> [TASK STATEMENT]
From the first line to the last, write out the records below exactly as they appear.
━━━━━ SUPPLIED INFORMATION ━━━━━
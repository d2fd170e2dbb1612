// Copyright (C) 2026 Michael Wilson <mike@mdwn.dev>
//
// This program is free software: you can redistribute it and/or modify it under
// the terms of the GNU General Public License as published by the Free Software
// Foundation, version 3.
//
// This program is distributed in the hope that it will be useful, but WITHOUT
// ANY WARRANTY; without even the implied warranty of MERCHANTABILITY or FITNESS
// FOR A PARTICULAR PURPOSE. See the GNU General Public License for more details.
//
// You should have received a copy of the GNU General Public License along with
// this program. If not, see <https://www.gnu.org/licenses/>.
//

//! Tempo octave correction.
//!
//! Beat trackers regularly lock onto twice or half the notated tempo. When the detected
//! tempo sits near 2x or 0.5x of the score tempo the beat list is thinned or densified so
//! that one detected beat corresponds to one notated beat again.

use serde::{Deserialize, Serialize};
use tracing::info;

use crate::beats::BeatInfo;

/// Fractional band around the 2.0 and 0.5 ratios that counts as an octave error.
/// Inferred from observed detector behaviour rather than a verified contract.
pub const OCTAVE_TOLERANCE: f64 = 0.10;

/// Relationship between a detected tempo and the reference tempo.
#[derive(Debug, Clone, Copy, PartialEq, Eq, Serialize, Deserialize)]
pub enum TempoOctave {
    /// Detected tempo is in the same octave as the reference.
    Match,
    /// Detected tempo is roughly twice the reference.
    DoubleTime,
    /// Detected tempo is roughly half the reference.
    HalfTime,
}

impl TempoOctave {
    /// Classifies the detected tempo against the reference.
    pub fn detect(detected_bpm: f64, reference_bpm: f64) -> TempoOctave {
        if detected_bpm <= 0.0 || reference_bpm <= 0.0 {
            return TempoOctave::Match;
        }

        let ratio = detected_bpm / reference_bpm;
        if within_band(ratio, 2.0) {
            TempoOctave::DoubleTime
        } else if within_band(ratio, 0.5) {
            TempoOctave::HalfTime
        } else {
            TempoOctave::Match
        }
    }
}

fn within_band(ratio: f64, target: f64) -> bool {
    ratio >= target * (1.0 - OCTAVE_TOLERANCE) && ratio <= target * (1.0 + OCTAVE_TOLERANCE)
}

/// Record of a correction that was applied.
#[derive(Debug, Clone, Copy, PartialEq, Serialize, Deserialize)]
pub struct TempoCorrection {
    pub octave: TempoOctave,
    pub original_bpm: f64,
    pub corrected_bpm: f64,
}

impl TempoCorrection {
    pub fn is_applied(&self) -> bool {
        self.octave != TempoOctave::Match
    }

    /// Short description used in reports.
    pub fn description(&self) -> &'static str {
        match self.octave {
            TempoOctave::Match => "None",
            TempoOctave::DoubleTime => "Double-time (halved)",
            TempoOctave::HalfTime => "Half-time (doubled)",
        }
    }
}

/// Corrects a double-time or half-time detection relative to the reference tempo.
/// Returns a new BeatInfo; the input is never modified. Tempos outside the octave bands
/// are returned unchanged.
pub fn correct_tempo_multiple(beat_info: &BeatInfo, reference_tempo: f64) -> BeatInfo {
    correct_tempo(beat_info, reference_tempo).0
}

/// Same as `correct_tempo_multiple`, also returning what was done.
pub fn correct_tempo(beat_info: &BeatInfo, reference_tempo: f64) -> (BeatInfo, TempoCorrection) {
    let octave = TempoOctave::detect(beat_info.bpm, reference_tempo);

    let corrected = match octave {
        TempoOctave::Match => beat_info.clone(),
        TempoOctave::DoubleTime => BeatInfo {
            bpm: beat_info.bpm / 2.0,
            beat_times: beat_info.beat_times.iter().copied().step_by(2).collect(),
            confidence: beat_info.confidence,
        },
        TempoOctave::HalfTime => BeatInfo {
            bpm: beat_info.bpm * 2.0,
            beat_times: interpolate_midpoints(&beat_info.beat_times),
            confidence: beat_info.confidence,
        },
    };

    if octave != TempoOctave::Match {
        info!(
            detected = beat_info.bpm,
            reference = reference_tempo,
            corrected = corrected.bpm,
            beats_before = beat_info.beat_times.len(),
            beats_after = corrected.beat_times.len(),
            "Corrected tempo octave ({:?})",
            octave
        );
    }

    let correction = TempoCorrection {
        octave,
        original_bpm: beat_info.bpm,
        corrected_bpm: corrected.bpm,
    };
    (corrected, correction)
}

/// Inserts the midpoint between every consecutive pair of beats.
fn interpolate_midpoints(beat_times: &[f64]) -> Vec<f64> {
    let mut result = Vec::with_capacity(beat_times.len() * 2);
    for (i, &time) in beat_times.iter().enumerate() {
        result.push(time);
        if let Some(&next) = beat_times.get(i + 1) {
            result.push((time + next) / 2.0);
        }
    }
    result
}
━━━━━
> [EXERCISE SOLUTION]
repository d2fd170e2dbb1612
// Copyright (C) 2026 Michael Wilson <mike@mdwn.dev>
//
// This program is free software: you can redistribute it and/or modify it under
// the terms of the GNU General Public License as published by the Free Software
// Foundation, version 3.
//
// This program is distributed in the hope that it will be useful, but WITHOUT
// ANY WARRANTY; without even the implied warranty of MERCHANTABILITY or FITNESS
// FOR A PARTICULAR PURPOSE. See the GNU General Public License for more details.
//
// You should have received a copy of the GNU General Public License along with
// this program. If not, see <https://www.gnu.org/licenses/>.
//

//! Tempo octave correction.
//!
//! Beat trackers regularly lock onto twice or half the notated tempo. When the detected
//! tempo sits near 2x or 0.5x of the score tempo the beat list is thinned or densified so
//! that one detected beat corresponds to one notated beat again.

use serde::{Deserialize, Serialize};
use tracing::info;

use crate::beats::BeatInfo;

/// Fractional band around the 2.0 and 0.5 ratios that counts as an octave error.
/// Inferred from observed detector behaviour rather than a verified contract.
pub const OCTAVE_TOLERANCE: f64 = 0.10;

/// Relationship between a detected tempo and the reference tempo.
#[derive(Debug, Clone, Copy, PartialEq, Eq, Serialize, Deserialize)]
pub enum TempoOctave {
    /// Detected tempo is in the same octave as the reference.
    Match,
    /// Detected tempo is roughly twice the reference.
    DoubleTime,
    /// Detected tempo is roughly half the reference.
    HalfTime,
}

impl TempoOctave {
    /// Classifies the detected tempo against the reference.
    pub fn detect(detected_bpm: f64, reference_bpm: f64) -> TempoOctave {
        if detected_bpm <= 0.0 || reference_bpm <= 0.0 {
            return TempoOctave::Match;
        }

        let ratio = detected_bpm / reference_bpm;
        if within_band(ratio, 2.0) {
            TempoOctave::DoubleTime
        } else if within_band(ratio, 0.5) {
            TempoOctave::HalfTime
        } else {
            TempoOctave::Match
        }
    }
}

fn within_band(ratio: f64, target: f64) -> bool {
    ratio >= target * (1.0 - OCTAVE_TOLERANCE) && ratio <= target * (1.0 + OCTAVE_TOLERANCE)
}

/// Record of a correction that was applied.
#[derive(Debug, Clone, Copy, PartialEq, Serialize, Deserialize)]
pub struct TempoCorrection {
    pub octave: TempoOctave,
    pub original_bpm: f64,
    pub corrected_bpm: f64,
}

impl TempoCorrection {
    pub fn is_applied(&self) -> bool {
        self.octave != TempoOctave::Match
    }

    /// Short description used in reports.
    pub fn description(&self) -> &'static str {
        match self.octave {
            TempoOctave::Match => "None",
            TempoOctave::DoubleTime => "Double-time (halved)",
            TempoOctave::HalfTime => "Half-time (doubled)",
        }
    }
}

/// Corrects a double-time or half-time detection relative to the reference tempo.
/// Returns a new BeatInfo; the input is never modified. Tempos outside the octave bands
/// are returned unchanged.
pub fn correct_tempo_multiple(beat_info: &BeatInfo, reference_tempo: f64) -> BeatInfo {
    correct_tempo(beat_info, reference_tempo).0
}

/// Same as `correct_tempo_multiple`, also returning what was done.
pub fn correct_tempo(beat_info: &BeatInfo, reference_tempo: f64) -> (BeatInfo, TempoCorrection) {
    let octave = TempoOctave::detect(beat_info.bpm, reference_tempo);

    let corrected = match octave {
        TempoOctave::Match => beat_info.clone(),
        TempoOctave::DoubleTime => BeatInfo {
            bpm: beat_info.bpm / 2.0,
            beat_times: beat_info.beat_times.iter().copied().step_by(2).collect(),
            confidence: beat_info.confidence,
        },
        TempoOctave::HalfTime => BeatInfo {
            bpm: beat_info.bpm * 2.0,
            beat_times: interpolate_midpoints(&beat_info.beat_times),
            confidence: beat_info.confidence,
        },
    };

    if octave != TempoOctave::Match {
        info!(
            detected = beat_info.bpm,
            reference = reference_tempo,
            corrected = corrected.bpm,
            beats_before = beat_info.beat_times.len(),
            beats_after = corrected.beat_times.len(),
            "Corrected tempo octave ({:?})",
            octave
        );
    }

    let correction = TempoCorrection {
        octave,
        original_bpm: beat_info.bpm,
        corrected_bpm: corrected.bpm,
    };
    (corrected, correction)
}

/// Inserts the midpoint between every consecutive pair of beats.
fn interpolate_midpoints(beat_times: &[f64]) -> Vec<f64> {
    let mut result = Vec::with_capacity(beat_times.len() * 2);
    for (i, &time) in beat_times.iter().enumerate() {
        result.push(time);
        if let Some(&next) = beat_times.get(i + 1) {
            result.push((time + next) / 2.0);
        }
    }
    result
}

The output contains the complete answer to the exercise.